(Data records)
* * *

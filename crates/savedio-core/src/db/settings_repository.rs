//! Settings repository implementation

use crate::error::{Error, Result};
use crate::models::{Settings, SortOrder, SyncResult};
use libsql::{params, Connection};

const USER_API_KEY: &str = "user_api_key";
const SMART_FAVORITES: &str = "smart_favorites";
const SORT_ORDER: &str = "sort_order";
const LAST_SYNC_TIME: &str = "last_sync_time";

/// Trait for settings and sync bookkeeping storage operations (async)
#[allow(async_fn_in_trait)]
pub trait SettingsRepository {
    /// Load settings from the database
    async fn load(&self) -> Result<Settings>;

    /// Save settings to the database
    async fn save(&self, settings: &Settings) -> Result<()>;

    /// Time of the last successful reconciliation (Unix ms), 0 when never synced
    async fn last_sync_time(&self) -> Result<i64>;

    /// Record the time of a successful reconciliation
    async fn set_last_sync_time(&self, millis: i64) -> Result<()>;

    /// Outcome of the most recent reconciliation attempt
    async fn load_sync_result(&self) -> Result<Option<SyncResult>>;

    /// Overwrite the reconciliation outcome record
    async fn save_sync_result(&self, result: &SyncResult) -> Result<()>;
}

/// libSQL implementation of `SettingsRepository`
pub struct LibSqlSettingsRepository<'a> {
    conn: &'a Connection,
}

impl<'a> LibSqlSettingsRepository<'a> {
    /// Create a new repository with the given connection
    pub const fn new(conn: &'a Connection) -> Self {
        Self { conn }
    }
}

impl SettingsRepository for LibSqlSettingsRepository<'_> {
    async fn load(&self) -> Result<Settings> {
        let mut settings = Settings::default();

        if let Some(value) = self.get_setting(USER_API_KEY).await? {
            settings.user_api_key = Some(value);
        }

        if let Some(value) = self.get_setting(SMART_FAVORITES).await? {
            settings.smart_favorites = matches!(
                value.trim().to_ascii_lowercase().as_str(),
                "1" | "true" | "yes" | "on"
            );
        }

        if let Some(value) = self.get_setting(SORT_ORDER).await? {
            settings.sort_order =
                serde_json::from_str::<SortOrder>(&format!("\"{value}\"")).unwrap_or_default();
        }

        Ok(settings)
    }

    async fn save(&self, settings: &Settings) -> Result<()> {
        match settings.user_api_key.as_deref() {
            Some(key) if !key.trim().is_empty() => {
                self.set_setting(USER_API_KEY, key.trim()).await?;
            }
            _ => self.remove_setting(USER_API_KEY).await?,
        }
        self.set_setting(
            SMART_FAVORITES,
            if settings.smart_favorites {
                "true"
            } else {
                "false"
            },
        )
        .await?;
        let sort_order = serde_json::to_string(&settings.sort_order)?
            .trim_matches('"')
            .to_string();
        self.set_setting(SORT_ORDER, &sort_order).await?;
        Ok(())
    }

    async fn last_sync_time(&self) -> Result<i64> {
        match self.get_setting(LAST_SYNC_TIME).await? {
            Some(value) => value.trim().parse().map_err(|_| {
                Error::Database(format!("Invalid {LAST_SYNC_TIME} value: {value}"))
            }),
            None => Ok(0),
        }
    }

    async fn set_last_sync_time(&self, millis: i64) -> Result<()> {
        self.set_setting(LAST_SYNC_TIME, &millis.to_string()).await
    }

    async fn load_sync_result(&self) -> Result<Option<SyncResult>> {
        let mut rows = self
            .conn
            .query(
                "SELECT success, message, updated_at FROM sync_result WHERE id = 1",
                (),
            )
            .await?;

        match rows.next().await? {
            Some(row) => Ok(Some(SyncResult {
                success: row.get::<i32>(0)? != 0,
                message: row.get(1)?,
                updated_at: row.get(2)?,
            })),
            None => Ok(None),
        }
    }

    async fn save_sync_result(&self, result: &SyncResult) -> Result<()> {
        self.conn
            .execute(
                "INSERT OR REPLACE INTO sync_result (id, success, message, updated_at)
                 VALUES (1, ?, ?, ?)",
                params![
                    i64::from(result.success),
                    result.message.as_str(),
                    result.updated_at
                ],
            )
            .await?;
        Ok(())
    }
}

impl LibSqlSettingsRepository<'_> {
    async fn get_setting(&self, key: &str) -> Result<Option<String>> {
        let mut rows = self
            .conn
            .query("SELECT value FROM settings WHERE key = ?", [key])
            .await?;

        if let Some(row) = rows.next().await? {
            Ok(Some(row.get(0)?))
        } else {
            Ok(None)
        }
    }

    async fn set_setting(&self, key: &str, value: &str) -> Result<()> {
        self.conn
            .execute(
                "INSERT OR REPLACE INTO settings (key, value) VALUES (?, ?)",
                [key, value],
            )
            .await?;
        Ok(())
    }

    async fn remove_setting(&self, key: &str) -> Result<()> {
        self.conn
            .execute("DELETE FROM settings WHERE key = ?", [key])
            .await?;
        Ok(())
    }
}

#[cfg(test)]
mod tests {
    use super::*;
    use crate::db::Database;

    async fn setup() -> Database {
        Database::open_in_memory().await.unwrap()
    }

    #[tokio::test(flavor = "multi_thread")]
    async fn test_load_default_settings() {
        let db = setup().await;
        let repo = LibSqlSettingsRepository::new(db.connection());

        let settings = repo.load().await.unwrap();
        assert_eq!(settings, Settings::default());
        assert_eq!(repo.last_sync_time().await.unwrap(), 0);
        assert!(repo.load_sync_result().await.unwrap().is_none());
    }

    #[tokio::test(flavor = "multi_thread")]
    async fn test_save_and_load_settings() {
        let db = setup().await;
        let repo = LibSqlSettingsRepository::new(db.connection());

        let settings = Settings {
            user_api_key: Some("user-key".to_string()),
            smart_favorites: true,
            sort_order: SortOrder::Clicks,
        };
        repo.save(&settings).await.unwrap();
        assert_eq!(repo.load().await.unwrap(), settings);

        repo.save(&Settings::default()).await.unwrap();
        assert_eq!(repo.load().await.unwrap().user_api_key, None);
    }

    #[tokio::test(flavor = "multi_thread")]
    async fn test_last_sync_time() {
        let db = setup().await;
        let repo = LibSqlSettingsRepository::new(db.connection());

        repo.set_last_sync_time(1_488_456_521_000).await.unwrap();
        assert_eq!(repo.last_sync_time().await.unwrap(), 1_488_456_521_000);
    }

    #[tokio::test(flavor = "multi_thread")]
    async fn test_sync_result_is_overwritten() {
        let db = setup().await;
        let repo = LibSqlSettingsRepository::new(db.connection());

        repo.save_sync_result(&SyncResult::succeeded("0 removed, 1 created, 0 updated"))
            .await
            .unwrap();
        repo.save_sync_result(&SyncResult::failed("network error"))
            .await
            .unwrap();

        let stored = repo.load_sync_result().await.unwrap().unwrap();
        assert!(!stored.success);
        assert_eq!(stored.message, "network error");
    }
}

* * *

**What to do:** Tell how many lines in the data hold the string "stored". Only the number is wanted.

**Solution for this task:** 3